To successfully learn with Busuu, cultural exchange is essential, which is true for learning a new language, in general.
By actively communicating with the Busuu community, you get advice straight from the experts. If you want to learn how to speak like a native, you have to go beyond the lessons and find out how your target language is spoken in real life. You’ll also encounter different dialects in the Busuu community.
CEFR certificates are available for six languages, which comes in handy for those who need them for higher education or career advancement.
With options for free and paid plans, Busuu is more accessible to the masses. And just for a small fee, real-world practice is at your fingertips.
Other than learners with smaller budgets, Busuu is best suited for independent, motivated learners that can and will stick to a stricter schedule. It’s not that Busuu doesn’t have any room for flexibility, but Busuu does operate on a study plan to help you work towards your goals.
If I Had to Pick One…
I’d choose Busuu. Even though instruction is in English and the courses can only get you to B2 level.
I think that Busuu created the perfect blend of structured and social learning. With the help of the Busuu community, you have access to real-world practice and immediate feedback. Learning is much less isolated this way.
Although you might not get as far in fluency with Busuu compared to Babbel, I really like that you’re held accountable to practice what you learn.
At the end of the day, you can sign up for the most expensive language programs, but none of them will pay off unless you communicate with native speakers. This helps you build good habits early on so you’re not just relying on the curriculum to further your progression. Learning a language is about human connection—machine translations can only get you so far.
I know that Babbel Live addresses speaking practice and native speaker feedback, but I like the sense of independence and responsibility that comes with Busuu. You get to be in charge of your progress.
And if you still need more guidance than what the community has to offer, Busuu Live is available, and you only need to commit to a certain number of classes. In contrast, the unlimited classes scheme for Babbel seems quite pricey to me. You’d have to commit to at least a couple of classes per week to get your money’s worth.
Generally, I feel like Babbel prices are only worth it if you’re studying Spanish, French or German.

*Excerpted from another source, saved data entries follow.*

use serde::{Deserialize, Serialize};

use crate::model::WeatherObservation;

/// WMO present-weather codes that count as rain.
/// See: https://open-meteo.com/en/docs#weathervariables
pub const RAIN_CODES: [i32; 16] = [
    51, 53, 55, // drizzle
    56, 57, // freezing drizzle
    61, 63, 65, // rain
    66, 67, // freezing rain
    80, 81, 82, // rain showers
    95, 96, 99, // thunderstorm
];

/// Rain family a matching WMO code belongs to.
#[derive(Debug, Clone, Copy, PartialEq, Eq, Serialize, Deserialize)]
#[serde(rename_all = "snake_case")]
pub enum Precipitation {
    Drizzle,
    FreezingDrizzle,
    Rain,
    FreezingRain,
    RainShowers,
    Thunderstorm,
}

impl Precipitation {
    /// `None` for every code outside [`RAIN_CODES`], including unknown ones.
    pub fn from_wmo_code(code: i32) -> Option<Self> {
        match code {
            51 | 53 | 55 => Some(Self::Drizzle),
            56 | 57 => Some(Self::FreezingDrizzle),
            61 | 63 | 65 => Some(Self::Rain),
            66 | 67 => Some(Self::FreezingRain),
            80..=82 => Some(Self::RainShowers),
            95 | 96 | 99 => Some(Self::Thunderstorm),
            _ => None,
        }
    }

    pub fn description(&self) -> &'static str {
        match self {
            Self::Drizzle => "Drizzle",
            Self::FreezingDrizzle => "Freezing drizzle",
            Self::Rain => "Rain",
            Self::FreezingRain => "Freezing rain",
            Self::RainShowers => "Rain showers",
            Self::Thunderstorm => "Thunderstorm",
        }
    }
}

pub fn is_rain_code(code: i32) -> bool {
    RAIN_CODES.contains(&code)
}

pub fn classify(observation: &WeatherObservation) -> bool {
    is_rain_code(observation.weather_code)
}

#[cfg(test)]
mod tests {
    use super::*;

    #[test]
    fn every_rain_code_is_rain() {
        for code in RAIN_CODES {
            assert!(is_rain_code(code), "code {code} should be rain");
        }
    }

    #[test]
    fn dry_and_unknown_codes_are_not_rain() {
        for code in [0, 1, 2, 3, 45, 48, 71, 73, 75, 85, 100, -1, 52, 64, i32::MAX] {
            assert!(!is_rain_code(code), "code {code} should not be rain");
        }
    }

    #[test]
    fn precipitation_family_agrees_with_membership() {
        for code in -5..=120 {
            assert_eq!(Precipitation::from_wmo_code(code).is_some(), is_rain_code(code), "code {code}");
        }
        assert_eq!(Precipitation::from_wmo_code(66), Some(Precipitation::FreezingRain));
        assert_eq!(Precipitation::from_wmo_code(96), Some(Precipitation::Thunderstorm));
    }

    #[test]
    fn classify_reads_the_weather_code() {
        let wet = WeatherObservation { weather_code: 61, observed_at: None };
        let dry = WeatherObservation { weather_code: 0, observed_at: None };

        assert!(classify(&wet));
        assert!(!classify(&dry));
    }
}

These languages contain the greatest variety of learning paths, so there’s tons more content to learn from. The curriculum is limited for Turkish and Indonesian, in comparison, yet you still have to pay the same price as you would for the more popular languages.

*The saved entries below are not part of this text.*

use tracing::{debug, info};

use crate::{
    classify::{Precipitation, classify},
    error::RequestError,
    geolocation::{Geolocator, locate},
    model::{CURRENT_LOCATION_LABEL, Coordinates, Verdict},
    provider::{LocationResolver, WeatherSource},
};

/// Receives loading-state transitions of a single rain check.
pub trait PipelineObserver: Send + Sync {
    fn on_dispatch(&self) {}
    fn on_success(&self, _verdict: &Verdict) {}
    fn on_failure(&self, _error: &RequestError) {}
}

/// Observer that ignores everything.
#[derive(Debug, Default, Clone, Copy)]
pub struct NoopObserver;

impl PipelineObserver for NoopObserver {}

/// Resolve → fetch → classify, stopping at the first failure.
#[derive(Debug)]
pub struct RainPipeline {
    resolver: Box<dyn LocationResolver>,
    weather: Box<dyn WeatherSource>,
    geolocator: Option<Box<dyn Geolocator>>,
}

impl RainPipeline {
    pub fn new(
        resolver: Box<dyn LocationResolver>,
        weather: Box<dyn WeatherSource>,
        geolocator: Option<Box<dyn Geolocator>>,
    ) -> Self {
        Self { resolver, weather, geolocator }
    }

    /// By-city path. `city` is expected to be trimmed and non-empty.
    pub async fn resolve_and_classify(
        &self,
        city: &str,
        observer: &dyn PipelineObserver,
    ) -> Result<Verdict, RequestError> {
        observer.on_dispatch();

        let result = async {
            let location = self.resolver.resolve(city).await?;
            self.verdict_at(location.coordinates(), location.label()).await
        }
        .await;

        report(result, observer)
    }

    /// By-location path. Fails straight away, without a dispatch, when the
    /// host has no geolocation.
    pub async fn classify_current_location(
        &self,
        observer: &dyn PipelineObserver,
    ) -> Result<Verdict, RequestError> {
        let Some(geolocator) = self.geolocator.as_deref() else {
            let err = RequestError::geolocation_unsupported();
            debug!(error = %err, "No geolocation capability on this host");
            observer.on_failure(&err);
            return Err(err);
        };

        observer.on_dispatch();

        let result = async {
            let position = locate(geolocator).await?;
            self.verdict_at(position, CURRENT_LOCATION_LABEL.to_string()).await
        }
        .await;

        report(result, observer)
    }

    async fn verdict_at(&self, at: Coordinates, label: String) -> Result<Verdict, RequestError> {
        let observation = self.weather.current_weather(at).await?;
        let is_raining = classify(&observation);

        Ok(Verdict {
            is_raining,
            label,
            precipitation: Precipitation::from_wmo_code(observation.weather_code),
            observed_at: observation.observed_at,
        })
    }
}

fn report(
    result: Result<Verdict, RequestError>,
    observer: &dyn PipelineObserver,
) -> Result<Verdict, RequestError> {
    match &result {
        Ok(verdict) => {
            info!("{}: raining = {}", verdict.label, verdict.is_raining);
            observer.on_success(verdict);
        }
        Err(err) => {
            // expected outcome; the front end shows the message itself
            debug!(error = %err, "Rain check failed");
            observer.on_failure(err);
        }
    }
    result
}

Busuu is also a great alternative to other language exchange apps that are often treated as dating apps.
Where Babbel and Busuu Can Improve
With the emphasis on grammar, Babbel and Busuu lessons can feel a little repetitive and boring for learners that crave variety in their study habits.
And with grammar being a hotly debated topic in terms of learning a new language, it might not be a bad idea to supplement both platforms with a way to learn with authentic content like FluentU.
FluentU helps you learn through authentic videos like music videos and movie trailers via interactive subtitles. It’s a fun way to learn the cultural context while improving your vocabulary and listening skills.
You can also reinforce your grammar learning on Babbel and Busuu with other authentic content, depending on which skill you want to work on. For example, you can use a program like LingQ to hone your reading skills (and further reinforce vocabulary) through real content in your target language.
However you do it, if you want to get the most from your learning with Babbel and Busuu, it’s essential that you pair them with some additional, authentic context.
As similar as they are, Babbel and Busuu are also very different. Hopefully, with this comparison, you have all information you need to see which platform is best suited for your needs.
And if not, you can always check out the free lessons and trials to see for yourself!